The MTA announced Friday that it will be urging the Bronx District Attorney and the court system to bar a suspect from using the transit system for three years. If convicted and a judge agrees to implement the ban, it would be the first since the law was changed in 2020, the MTA said.
Alexander Wright is facing charges of felony assault in the second degree, assault in the third degree and harassment in the second degree for attacking NYC Transit Cleaner Anthony Nelson last Thursday morning.
“No one should go to work looking over their shoulder. No one should have to worry if you’re a public servant, like Anthony and everybody who works for the MTA, to work that you’re going to be targeted and subjected to a brutal attack at your workplace serving the public,” MTA Chair and CEO Janno Lieber said Friday at a press conference outside the Bronx courthouse.

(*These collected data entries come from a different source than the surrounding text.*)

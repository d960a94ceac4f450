pub mod anime;
pub mod fields;
mod lenient;
pub mod review;
pub mod user;

pub use anime::{Anime, AnimeInput};
pub use fields::Fields;
pub use review::{Rejection, Review, ReviewInput};
pub use user::{Identity, User};
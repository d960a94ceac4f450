//! File-backed implementation of the `CredentialService` trait.

use async_trait::async_trait;

use crate::config::AuthConfig;
use crate::db::UserRepository;
use crate::models::Identity;
use crate::services::auth_service::{AuthError, CredentialService};

pub struct FileCredentialService {
    users: UserRepository,
    policy: AuthConfig,
}

impl FileCredentialService {
    #[must_use]
    pub const fn new(users: UserRepository, policy: AuthConfig) -> Self {
        Self { users, policy }
    }

    fn check_input(&self, username: &str, password: &str) -> Result<(), AuthError> {
        if username.chars().count() < self.policy.min_username_length {
            return Err(AuthError::UsernameTooShort(self.policy.min_username_length));
        }
        if password.chars().count() < self.policy.min_password_length {
            return Err(AuthError::PasswordTooShort(self.policy.min_password_length));
        }
        Ok(())
    }
}

#[async_trait]
impl CredentialService for FileCredentialService {
    async fn login(&self, username: &str, password: &str) -> Result<Identity, AuthError> {
        self.check_input(username, password)?;

        let user = self
            .users
            .get_by_username(username)
            .await?
            .ok_or(AuthError::UnknownUser)?;

        if !self.users.verify_password(&user, password).await? {
            return Err(AuthError::InvalidPassword);
        }

        Ok(Identity::from(&user))
    }

    async fn register(&self, username: &str, password: &str) -> Result<Identity, AuthError> {
        self.check_input(username, password)?;

        let user = self
            .users
            .insert(username, password)
            .await?
            .ok_or(AuthError::UsernameTaken)?;

        Ok(Identity::from(&user))
    }
}
//! Dependency Analyzer
//!
//! Analyzes PRD story dependencies: execution batches, critical path,
//! graph metrics, and a visual ASCII rendering. Orphan references are
//! treated as already satisfied; only circular dependencies are errors here.

use std::collections::{HashMap, HashSet};

use tracing::debug;

use crate::models::prd::{Prd, Story, StoryStatus};

/// A batch of stories that can be executed in parallel
#[derive(Debug, Clone)]
pub struct Batch {
    /// Batch index (1-based for display)
    pub index: usize,
    /// Story IDs in this batch
    pub story_ids: Vec<String>,
}

impl Batch {
    /// Create a new batch
    pub fn new(index: usize, story_ids: Vec<String>) -> Self {
        Self { index, story_ids }
    }

    /// Check if batch is empty
    pub fn is_empty(&self) -> bool {
        self.story_ids.is_empty()
    }

    /// Get number of stories in batch
    pub fn len(&self) -> usize {
        self.story_ids.len()
    }
}

/// Errors that can occur during dependency analysis
#[derive(Debug, thiserror::Error)]
pub enum AnalyzerError {
    #[error("Circular dependency detected among stories: {0:?}")]
    CircularDependency(Vec<String>),
}

/// Dependency analyzer for PRD stories
pub struct DependencyAnalyzer;

impl DependencyAnalyzer {
    /// Generate execution batches from PRD stories.
    ///
    /// Non-terminal stories are layered into batches where each batch
    /// contains stories whose resolvable precedence is satisfied by
    /// terminal stories and previous batches. Orphan references carry no
    /// precedence weight.
    ///
    /// # Returns
    /// * `Ok(Vec<Batch>)` - Ordered batches of story IDs
    /// * `Err(AnalyzerError)` - If circular dependencies are detected
    pub fn execution_batches(prd: &Prd) -> Result<Vec<Batch>, AnalyzerError> {
        if prd.stories.is_empty() {
            return Ok(Vec::new());
        }

        let known: HashSet<&str> = prd.stories.iter().map(|s| s.id.as_str()).collect();

        let mut batches = Vec::new();
        // Terminal stories count as satisfied precedence either way: a
        // skipped blocker is the validator's finding, not a layering stall.
        let mut satisfied: HashSet<&str> = prd
            .stories
            .iter()
            .filter(|s| s.status.is_terminal())
            .map(|s| s.id.as_str())
            .collect();
        let mut remaining: HashSet<&str> = prd
            .stories
            .iter()
            .filter(|s| !s.status.is_terminal())
            .map(|s| s.id.as_str())
            .collect();

        while !remaining.is_empty() {
            let mut batch: Vec<&str> = Vec::new();

            for story in &prd.stories {
                if remaining.contains(story.id.as_str()) {
                    let deps_satisfied = story
                        .depends_on
                        .iter()
                        .filter(|dep| known.contains(dep.as_str()))
                        .all(|dep| satisfied.contains(dep.as_str()));

                    if deps_satisfied {
                        batch.push(story.id.as_str());
                    }
                }
            }

            if batch.is_empty() {
                // Circular dependency: report the stuck stories in input order
                let cycle: Vec<String> = prd
                    .stories
                    .iter()
                    .filter(|s| remaining.contains(s.id.as_str()))
                    .map(|s| s.id.clone())
                    .collect();
                return Err(AnalyzerError::CircularDependency(cycle));
            }

            for id in &batch {
                remaining.remove(id);
                satisfied.insert(id);
            }

            batches.push(Batch::new(
                batches.len() + 1,
                batch.iter().map(|id| id.to_string()).collect(),
            ));
        }

        debug!(batches = batches.len(), "layered stories into batches");
        Ok(batches)
    }

    /// Get the critical path (longest resolvable dependency chain)
    pub fn critical_path(prd: &Prd) -> Vec<String> {
        let story_map: HashMap<&str, &Story> =
            prd.stories.iter().map(|s| (s.id.as_str(), s)).collect();

        let mut longest_path = Vec::new();

        for story in &prd.stories {
            let mut on_path = HashSet::new();
            let path = Self::dfs_longest_path(&story.id, &story_map, &mut on_path);
            if path.len() > longest_path.len() {
                longest_path = path;
            }
        }

        longest_path
    }

    /// Find the longest blocker chain from `current` using DFS with a
    /// per-path visited set, so cycles cannot recurse forever.
    fn dfs_longest_path(
        current: &str,
        story_map: &HashMap<&str, &Story>,
        on_path: &mut HashSet<String>,
    ) -> Vec<String> {
        if on_path.contains(current) {
            return Vec::new();
        }

        on_path.insert(current.to_string());

        let mut longest = vec![current.to_string()];

        if let Some(story) = story_map.get(current) {
            for dep in &story.depends_on {
                if !story_map.contains_key(dep.as_str()) {
                    continue;
                }
                let path = Self::dfs_longest_path(dep, story_map, on_path);
                if path.len() + 1 > longest.len() {
                    longest = vec![current.to_string()];
                    longest.extend(path);
                }
            }
        }

        on_path.remove(current);
        longest
    }

    /// Calculate metrics for the dependency graph
    pub fn metrics(prd: &Prd) -> DependencyMetrics {
        let known: HashSet<&str> = prd.stories.iter().map(|s| s.id.as_str()).collect();
        let total_stories = prd.stories.len();

        // Resolvable, deduplicated edges only
        let mut dependents: HashMap<&str, u32> = HashMap::new();
        let mut total_dependencies = 0usize;
        for story in &prd.stories {
            let mut seen: HashSet<&str> = HashSet::new();
            for dep in &story.depends_on {
                if known.contains(dep.as_str()) && seen.insert(dep.as_str()) {
                    total_dependencies += 1;
                    *dependents.entry(dep.as_str()).or_insert(0) += 1;
                }
            }
        }

        let batches = Self::execution_batches(prd).unwrap_or_default();
        let critical_path = Self::critical_path(prd);

        // Bottlenecks in snapshot order so output is deterministic
        let bottlenecks: Vec<String> = prd
            .stories
            .iter()
            .filter(|s| dependents.get(s.id.as_str()).copied().unwrap_or(0) >= 2)
            .map(|s| s.id.clone())
            .collect();

        DependencyMetrics {
            total_stories,
            total_dependencies,
            batch_count: batches.len(),
            max_parallel: batches.iter().map(|b| b.len()).max().unwrap_or(0),
            critical_path_length: critical_path.len(),
            critical_path,
            bottlenecks,
        }
    }

    /// Generate a visual ASCII dependency graph
    pub fn render_ascii(prd: &Prd) -> String {
        let mut output = String::new();
        output.push_str("Dependency Graph\n");
        output.push_str("================\n\n");

        if prd.stories.is_empty() {
            output.push_str("(No stories)\n");
            return output;
        }

        match Self::execution_batches(prd) {
            Ok(batches) => {
                for batch in &batches {
                    output.push_str(&format!("Batch {}: ", batch.index));
                    output.push_str(&batch.story_ids.join(", "));
                    output.push('\n');
                }
            }
            Err(e) => {
                output.push_str(&format!("Error: {}\n", e));
            }
        }
        output.push('\n');

        let known: HashSet<&str> = prd.stories.iter().map(|s| s.id.as_str()).collect();

        // Reverse dependency map (what depends on each story)
        let mut dependents: HashMap<&str, Vec<&str>> = HashMap::new();
        for story in &prd.stories {
            for dep in &story.depends_on {
                if known.contains(dep.as_str()) {
                    let entry = dependents.entry(dep.as_str()).or_default();
                    if !entry.contains(&story.id.as_str()) {
                        entry.push(&story.id);
                    }
                }
            }
        }

        output.push_str("Stories:\n");
        output.push_str("--------\n");

        for story in &prd.stories {
            output.push_str(&format!(
                "{} {} - {}\n",
                Self::status_icon(story.status),
                story.id,
                story.title
            ));

            let blockers: Vec<&str> = story
                .depends_on
                .iter()
                .filter(|d| known.contains(d.as_str()))
                .map(|d| d.as_str())
                .collect();
            if !blockers.is_empty() {
                output.push_str(&format!("    <- depends on: {}\n", blockers.join(", ")));
            }

            if let Some(deps) = dependents.get(story.id.as_str()) {
                output.push_str(&format!("    -> required by: {}\n", deps.join(", ")));
            }
        }

        output.push_str("\nTree View:\n");
        output.push_str("----------\n");

        let roots: Vec<&Story> = prd
            .stories
            .iter()
            .filter(|s| !s.depends_on.iter().any(|d| known.contains(d.as_str())))
            .collect();

        let mut printed: HashSet<&str> = HashSet::new();
        for (i, root) in roots.iter().enumerate() {
            let is_last = i == roots.len() - 1;
            Self::print_tree_node(&mut output, root, prd, &dependents, &mut printed, "", is_last);
        }

        output
    }

    fn status_icon(status: StoryStatus) -> &'static str {
        match status {
            StoryStatus::Completed => "[x]",
            StoryStatus::InProgress => "[~]",
            StoryStatus::Skipped => "[-]",
            StoryStatus::Pending => "[ ]",
        }
    }

    /// Recursively print a tree node. Each story prints at most once so
    /// cyclic graphs terminate.
    fn print_tree_node<'a>(
        output: &mut String,
        story: &'a Story,
        prd: &'a Prd,
        dependents: &HashMap<&str, Vec<&'a str>>,
        printed: &mut HashSet<&'a str>,
        prefix: &str,
        is_last: bool,
    ) {
        if !printed.insert(story.id.as_str()) {
            return;
        }

        let connector = if is_last { "\\-- " } else { "|-- " };
        output.push_str(&format!(
            "{}{}{} {}\n",
            prefix,
            connector,
            Self::status_icon(story.status),
            story.id
        ));

        if let Some(children) = dependents.get(story.id.as_str()) {
            let new_prefix = format!("{}{}   ", prefix, if is_last { " " } else { "|" });

            for (i, child_id) in children.iter().enumerate() {
                if let Some(child) = prd.get_story(child_id) {
                    let child_is_last = i == children.len() - 1;
                    Self::print_tree_node(
                        output,
                        child,
                        prd,
                        dependents,
                        printed,
                        &new_prefix,
                        child_is_last,
                    );
                }
            }
        }
    }
}

/// Metrics about the dependency graph
#[derive(Debug, Clone)]
pub struct DependencyMetrics {
    /// Total number of stories
    pub total_stories: usize,
    /// Total number of resolvable dependency edges
    pub total_dependencies: usize,
    /// Number of batches
    pub batch_count: usize,
    /// Maximum stories that can run in parallel
    pub max_parallel: usize,
    /// Length of the critical path
    pub critical_path_length: usize,
    /// Stories in the critical path
    pub critical_path: Vec<String>,
    /// Stories that are bottlenecks (many depend on them)
    pub bottlenecks: Vec<String>,
}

In a press release, Lieber said Wright's history of arrests and violent attacks warranted a transit ban.
Lieber plans on sending a letter to Bronx District Attorney Darcel Clark to request that upon conviction, a judge would issue an order to ban Wright from the transit system for three years, the maximum penalty available under the law.
According to officials, Nelson was informed of a man harassing people outside of the Pelham Bay Park train station in the Bronx. When he went to assist riders, he was attacked from the back by Wright.
Nelson had a broken nose and collarbone, but he and another man held Wright until the police came. Nelson had surgery at Jacobi Hospital for his injuries, officials said.
According to a press release from TWU Local 100, Wright was brought to Jacobi Hospital for an alleged psychiatric evaluation and was in the emergency room at the same time as Nelson.
"He is a humble man. And before coming out here, he said this is not just about me, it’s about the dozens and dozens and dozens of transit workers who have been assaulted on the job in the last several years. This has to stop,” NYC Transit President Richard Davey said outside the courthouse.
"The message behind the ban we are seeking is simple: if you prove to be a danger to New Yorkers, you should not be allowed back into the transit system, period," Davey said earlier on Friday in a statement.
“We are tired of seeing our members get assaulted daily for no good reason,” Tony Utano, president of TWU Local 100, wrote in a statement. “Prosecutors and judges must hold people accountable for their actions and ensure that transit workers can do their job safely.”
According to a press release, Wright has at least 13 prior arrests, some of them within the transit system. He was also arrested three times on the same day, May 10, 2021, for two assaults and criminal mischief resulting in property damage.